Lady Cumming Gordon spread rumours of these allegations. Jane Cumming was the first pupil to leave the school, and within days, all the other pupils had left as well. This risked financial as well as reputational damage for Pirie and Woods.

Jane Pirie and Marianne Woods denied the allegations and sued Lady Cumming Gordon for £10,000. Despite the teachers winning the case, which was held in secret, in 1812, it was appealed by Lady Cumming Gordon, to the House of Lords, which ultimately dismissed the appeal.

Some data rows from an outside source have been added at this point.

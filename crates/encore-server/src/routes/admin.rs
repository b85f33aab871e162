use axum::extract::State;
use axum::Json;
use encore_core::access::AccessLevel;
use encore_core::dashboard::{AdminOverview, Loaded};

use crate::auth::Caller;
use crate::error::AppError;
use crate::state::AppState;

/// GET /api/admin/overview: platform-wide counts. Admin only.
pub async fn get_overview(
    State(app): State<AppState>,
    caller: Caller,
) -> Result<Json<Loaded<AdminOverview>>, AppError> {
    caller.require(AccessLevel::Admin)?;
    let dashboard = app.dashboard.clone();
    let result = tokio::task::spawn_blocking(move || dashboard.overview())
        .await
        .map_err(AppError::join)?;
    Ok(Json(result))
}

/// GET /api/admin/config: the loaded `encore.yaml` with its warnings.
/// The backend API key is masked.
pub async fn get_config(
    State(app): State<AppState>,
    caller: Caller,
) -> Result<Json<serde_json::Value>, AppError> {
    caller.require(AccessLevel::Admin)?;
    let mut config = (*app.config).clone();
    if let Some(key) = config.backend.api_key.as_mut() {
        *key = "********".to_string();
    }
    Ok(Json(serde_json::json!({
        "config": config,
        "warnings": app.config.validate(),
    })))
}
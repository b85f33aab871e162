use anyhow::Context;
use encore_core::config::WarnLevel;
use encore_server::AppState;
use std::path::Path;

pub fn run(root: &Path, port: Option<u16>, open: bool) -> anyhow::Result<()> {
    let state = AppState::load(root).context("failed to load project")?;
    for w in state.config.validate() {
        match w.level {
            WarnLevel::Warning => tracing::warn!("config: {}", w.message),
            WarnLevel::Error => anyhow::bail!("config: {}", w.message),
        }
    }
    let port = port.unwrap_or(state.config.server.port);
    let name = state.config.project.name.clone();

    let rt = tokio::runtime::Runtime::new()?;
    rt.block_on(async move {
        let listener = tokio::net::TcpListener::bind(format!("0.0.0.0:{port}")).await?;
        let url = format!("http://localhost:{}", listener.local_addr()?.port());
        println!("encore API for '{name}' → {url}");

        tokio::select! {
            res = encore_server::serve_on(state, listener, open) => res,
            _ = tokio::signal::ctrl_c() => {
                tracing::info!("shutting down");
                Ok(())
            }
        }
    })
}
pub mod access;
pub mod catalog;
pub mod config;
pub mod dashboard;
pub mod demo;
pub mod error;
pub mod filter;
pub mod identity;
pub mod io;
pub mod metrics;
pub mod row;
pub mod session;
pub mod store;
pub mod timer;
pub mod types;
pub mod validation;

pub use error::{EncoreError, Result};
pub mod admin;
pub mod analytics;
pub mod artists;
pub mod auth;
pub mod catalog;
pub mod demo;
pub mod issues;
pub mod newsletters;
pub mod subscribers;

The court cases heard details from pupils statements of the alleged sexual behaviour but the Law Lords disagreed with each other on the reliability of this evidence, given that alternative 'facts' about bed sharing, which was common between women at the time, had been stated by the complainants (Pirie and Woods). Lord Meadowbank stated (in what would now be considered racism), that it was notarious that British children could be adversely influenced by lewd gossip of Indian servants. He also stated that lesbian sex would be "equally imaginary with witchcraft, sorcery, or carnal copulation with the devil".

In the end, bringing this case financially ruined the school teachers, who received little more than £1,000 after paying significantly high legal costs. Although Marianne Woods obtained part-time employment as a teacher in London, Jane Pirie stayed in Edinburgh and was unable to find employment, and "possibly had a nervous breakdown."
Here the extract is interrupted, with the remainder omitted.